Litigation finance is often referred to as “litigation funding” or “third party funding.” It is an arrangement between a funder and a client whereby the funder bears much of the cost and risk in pursuing a just claim, in exchange for a percentage of the damages recovered or a multiple of the costs funded – assuming the case is won. If the proceedings fail, the funder usually receives nothing.
In addition to assisting clients who are seeking funding for their cases, we also counsel funders on due diligence reviews, as well as advising on the legal, ethical, and regulatory implications of their work. As a result, we know the global litigation finance landscape exceptionally well and contribute regularly to discussions concerning the development of international third-party litigation finance.

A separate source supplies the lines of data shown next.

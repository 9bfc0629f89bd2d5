//! Ballot entity: one row per option a user selected in a vote.

use sea_orm::entity::prelude::*;
use serde::{Deserialize, Serialize};

#[derive(Clone, Debug, PartialEq, Eq, DeriveEntityModel, Serialize, Deserialize)]
#[sea_orm(table_name = "user_vote")]
pub struct Model {
    #[sea_orm(primary_key, auto_increment = false)]
    pub id: String,

    #[sea_orm(indexed)]
    pub user_id: String,

    #[sea_orm(indexed)]
    pub vote_id: String,

    #[sea_orm(indexed)]
    pub option_id: String,

    pub created_at: DateTimeWithTimeZone,
}

#[derive(Copy, Clone, Debug, EnumIter, DeriveRelation)]
pub enum Relation {
    #[sea_orm(
        belongs_to = "super::user::Entity",
        from = "Column::UserId",
        to = "super::user::Column::Id",
        on_delete = "Cascade"
    )]
    User,

    #[sea_orm(
        belongs_to = "super::vote::Entity",
        from = "Column::VoteId",
        to = "super::vote::Column::Id",
        on_delete = "Cascade"
    )]
    Vote,

    #[sea_orm(
        belongs_to = "super::vote_option::Entity",
        from = "Column::OptionId",
        to = "super::vote_option::Column::Id",
        on_delete = "Cascade"
    )]
    VoteOption,
}

impl Related<super::user::Entity> for Entity {
    fn to() -> RelationDef {
        Relation::User.def()
    }
}

impl Related<super::vote::Entity> for Entity {
    fn to() -> RelationDef {
        Relation::Vote.def()
    }
}

impl Related<super::vote_option::Entity> for Entity {
    fn to() -> RelationDef {
        Relation::VoteOption.def()
    }
}

impl ActiveModelBehavior for ActiveModel {}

Our experience and relationships in the area of litigation finance allows us to help claimants determine suitability for funding, and to prepare claims for presentation to the funding market; to advise clients regarding the legal, ethical, and regulatory implications related to funding;
to analyze litigation finance agreements; and to monitor funded cases to ensure effectiveness of representation.
Alternative Fee Arrangements
Liston Abramson appreciates that high-stakes litigation and arbitration drain cash flow and can impede the successful pursuit of a meritorious claim.
For that reason, we often partner with our clients to develop risk-sharing solutions and alternative fee arrangements. Alternative fee arrangements can provide better fee predictability and value in appropriate matters by focusing on results and efficiency — often without being based directly on the time expended.
In assessing whether to take on a case on a full or partial contingency basis, we look to the same key factors that determine whether a case is right for litigation funding:
- First, we look for cases with strong merits and substantial damages to recover on behalf of our client.
- Second, it is vital that the defendant has the financial strength to meet the claim.
- Third, we need to see a credible strategy and clear path with regard to where and how a judgement or award against the defendant will be enforced.